Instructions to follow -> The entries shown below should be output exactly as they appear.

Task data ->
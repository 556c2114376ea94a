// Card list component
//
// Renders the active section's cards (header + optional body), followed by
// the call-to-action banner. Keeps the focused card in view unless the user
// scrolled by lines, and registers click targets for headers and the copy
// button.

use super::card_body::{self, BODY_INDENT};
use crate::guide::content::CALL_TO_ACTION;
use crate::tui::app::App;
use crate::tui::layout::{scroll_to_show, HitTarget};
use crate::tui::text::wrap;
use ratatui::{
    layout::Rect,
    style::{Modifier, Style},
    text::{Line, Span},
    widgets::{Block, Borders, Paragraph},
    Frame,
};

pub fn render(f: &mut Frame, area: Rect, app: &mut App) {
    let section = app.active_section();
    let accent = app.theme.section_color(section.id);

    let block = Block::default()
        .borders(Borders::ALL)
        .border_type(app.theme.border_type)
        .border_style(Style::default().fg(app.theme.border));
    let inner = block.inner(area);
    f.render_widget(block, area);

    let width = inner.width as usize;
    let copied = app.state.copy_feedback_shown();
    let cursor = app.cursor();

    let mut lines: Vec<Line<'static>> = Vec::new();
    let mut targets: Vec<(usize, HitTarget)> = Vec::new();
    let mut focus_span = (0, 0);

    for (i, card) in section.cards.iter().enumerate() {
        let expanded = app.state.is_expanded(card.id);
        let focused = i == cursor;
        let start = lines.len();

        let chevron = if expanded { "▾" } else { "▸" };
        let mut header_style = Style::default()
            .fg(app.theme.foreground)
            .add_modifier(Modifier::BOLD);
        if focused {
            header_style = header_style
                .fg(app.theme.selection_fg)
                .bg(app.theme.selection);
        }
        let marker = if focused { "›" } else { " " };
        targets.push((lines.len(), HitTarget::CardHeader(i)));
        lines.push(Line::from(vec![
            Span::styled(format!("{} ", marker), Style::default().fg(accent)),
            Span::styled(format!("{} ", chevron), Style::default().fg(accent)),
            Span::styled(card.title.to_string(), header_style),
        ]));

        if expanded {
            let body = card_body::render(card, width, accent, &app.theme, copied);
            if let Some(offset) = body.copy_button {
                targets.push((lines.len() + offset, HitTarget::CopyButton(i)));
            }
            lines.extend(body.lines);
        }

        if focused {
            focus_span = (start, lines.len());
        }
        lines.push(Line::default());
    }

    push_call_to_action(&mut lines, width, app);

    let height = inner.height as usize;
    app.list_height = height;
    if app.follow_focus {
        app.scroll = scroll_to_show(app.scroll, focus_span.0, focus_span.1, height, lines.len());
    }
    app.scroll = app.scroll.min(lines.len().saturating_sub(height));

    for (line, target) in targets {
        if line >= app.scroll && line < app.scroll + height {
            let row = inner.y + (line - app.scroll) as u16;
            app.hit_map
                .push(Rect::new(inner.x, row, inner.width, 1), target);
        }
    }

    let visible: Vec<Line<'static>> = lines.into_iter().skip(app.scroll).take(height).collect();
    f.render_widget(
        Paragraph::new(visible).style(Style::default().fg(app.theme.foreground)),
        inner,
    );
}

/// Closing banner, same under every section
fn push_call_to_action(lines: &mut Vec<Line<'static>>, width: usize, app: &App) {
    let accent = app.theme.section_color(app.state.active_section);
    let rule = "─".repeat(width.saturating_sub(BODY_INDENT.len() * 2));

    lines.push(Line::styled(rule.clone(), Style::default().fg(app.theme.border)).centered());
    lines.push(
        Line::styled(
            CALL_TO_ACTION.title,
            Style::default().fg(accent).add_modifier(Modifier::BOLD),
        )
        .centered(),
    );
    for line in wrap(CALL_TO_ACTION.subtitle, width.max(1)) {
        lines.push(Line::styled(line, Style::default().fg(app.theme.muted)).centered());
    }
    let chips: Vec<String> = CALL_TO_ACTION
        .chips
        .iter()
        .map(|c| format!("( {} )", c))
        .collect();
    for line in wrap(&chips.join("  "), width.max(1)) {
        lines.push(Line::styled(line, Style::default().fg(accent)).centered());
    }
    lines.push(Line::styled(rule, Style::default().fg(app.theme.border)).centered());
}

Result ->
repository 556c2114376ea94a
// Card list component
//
// Renders the active section's cards (header + optional body), followed by
// the call-to-action banner. Keeps the focused card in view unless the user
// scrolled by lines, and registers click targets for headers and the copy
// button.

use super::card_body::{self, BODY_INDENT};
use crate::guide::content::CALL_TO_ACTION;
use crate::tui::app::App;
use crate::tui::layout::{scroll_to_show, HitTarget};
use crate::tui::text::wrap;
use ratatui::{
    layout::Rect,
    style::{Modifier, Style},
    text::{Line, Span},
    widgets::{Block, Borders, Paragraph},
    Frame,
};

pub fn render(f: &mut Frame, area: Rect, app: &mut App) {
    let section = app.active_section();
    let accent = app.theme.section_color(section.id);

    let block = Block::default()
        .borders(Borders::ALL)
        .border_type(app.theme.border_type)
        .border_style(Style::default().fg(app.theme.border));
    let inner = block.inner(area);
    f.render_widget(block, area);

    let width = inner.width as usize;
    let copied = app.state.copy_feedback_shown();
    let cursor = app.cursor();

    let mut lines: Vec<Line<'static>> = Vec::new();
    let mut targets: Vec<(usize, HitTarget)> = Vec::new();
    let mut focus_span = (0, 0);

    for (i, card) in section.cards.iter().enumerate() {
        let expanded = app.state.is_expanded(card.id);
        let focused = i == cursor;
        let start = lines.len();

        let chevron = if expanded { "▾" } else { "▸" };
        let mut header_style = Style::default()
            .fg(app.theme.foreground)
            .add_modifier(Modifier::BOLD);
        if focused {
            header_style = header_style
                .fg(app.theme.selection_fg)
                .bg(app.theme.selection);
        }
        let marker = if focused { "›" } else { " " };
        targets.push((lines.len(), HitTarget::CardHeader(i)));
        lines.push(Line::from(vec![
            Span::styled(format!("{} ", marker), Style::default().fg(accent)),
            Span::styled(format!("{} ", chevron), Style::default().fg(accent)),
            Span::styled(card.title.to_string(), header_style),
        ]));

        if expanded {
            let body = card_body::render(card, width, accent, &app.theme, copied);
            if let Some(offset) = body.copy_button {
                targets.push((lines.len() + offset, HitTarget::CopyButton(i)));
            }
            lines.extend(body.lines);
        }

        if focused {
            focus_span = (start, lines.len());
        }
        lines.push(Line::default());
    }

    push_call_to_action(&mut lines, width, app);

    let height = inner.height as usize;
    app.list_height = height;
    if app.follow_focus {
        app.scroll = scroll_to_show(app.scroll, focus_span.0, focus_span.1, height, lines.len());
    }
    app.scroll = app.scroll.min(lines.len().saturating_sub(height));

    for (line, target) in targets {
        if line >= app.scroll && line < app.scroll + height {
            let row = inner.y + (line - app.scroll) as u16;
            app.hit_map
                .push(Rect::new(inner.x, row, inner.width, 1), target);
        }
    }

    let visible: Vec<Line<'static>> = lines.into_iter().skip(app.scroll).take(height).collect();
    f.render_widget(
        Paragraph::new(visible).style(Style::default().fg(app.theme.foreground)),
        inner,
    );
}

/// Closing banner, same under every section
fn push_call_to_action(lines: &mut Vec<Line<'static>>, width: usize, app: &App) {
    let accent = app.theme.section_color(app.state.active_section);
    let rule = "─".repeat(width.saturating_sub(BODY_INDENT.len() * 2));

    lines.push(Line::styled(rule.clone(), Style::default().fg(app.theme.border)).centered());
    lines.push(
        Line::styled(
            CALL_TO_ACTION.title,
            Style::default().fg(accent).add_modifier(Modifier::BOLD),
        )
        .centered(),
    );
    for line in wrap(CALL_TO_ACTION.subtitle, width.max(1)) {
        lines.push(Line::styled(line, Style::default().fg(app.theme.muted)).centered());
    }
    let chips: Vec<String> = CALL_TO_ACTION
        .chips
        .iter()
        .map(|c| format!("( {} )", c))
        .collect();
    for line in wrap(&chips.join("  "), width.max(1)) {
        lines.push(Line::styled(line, Style::default().fg(accent)).centered());
    }
    lines.push(Line::styled(rule, Style::default().fg(app.theme.border)).centered());
}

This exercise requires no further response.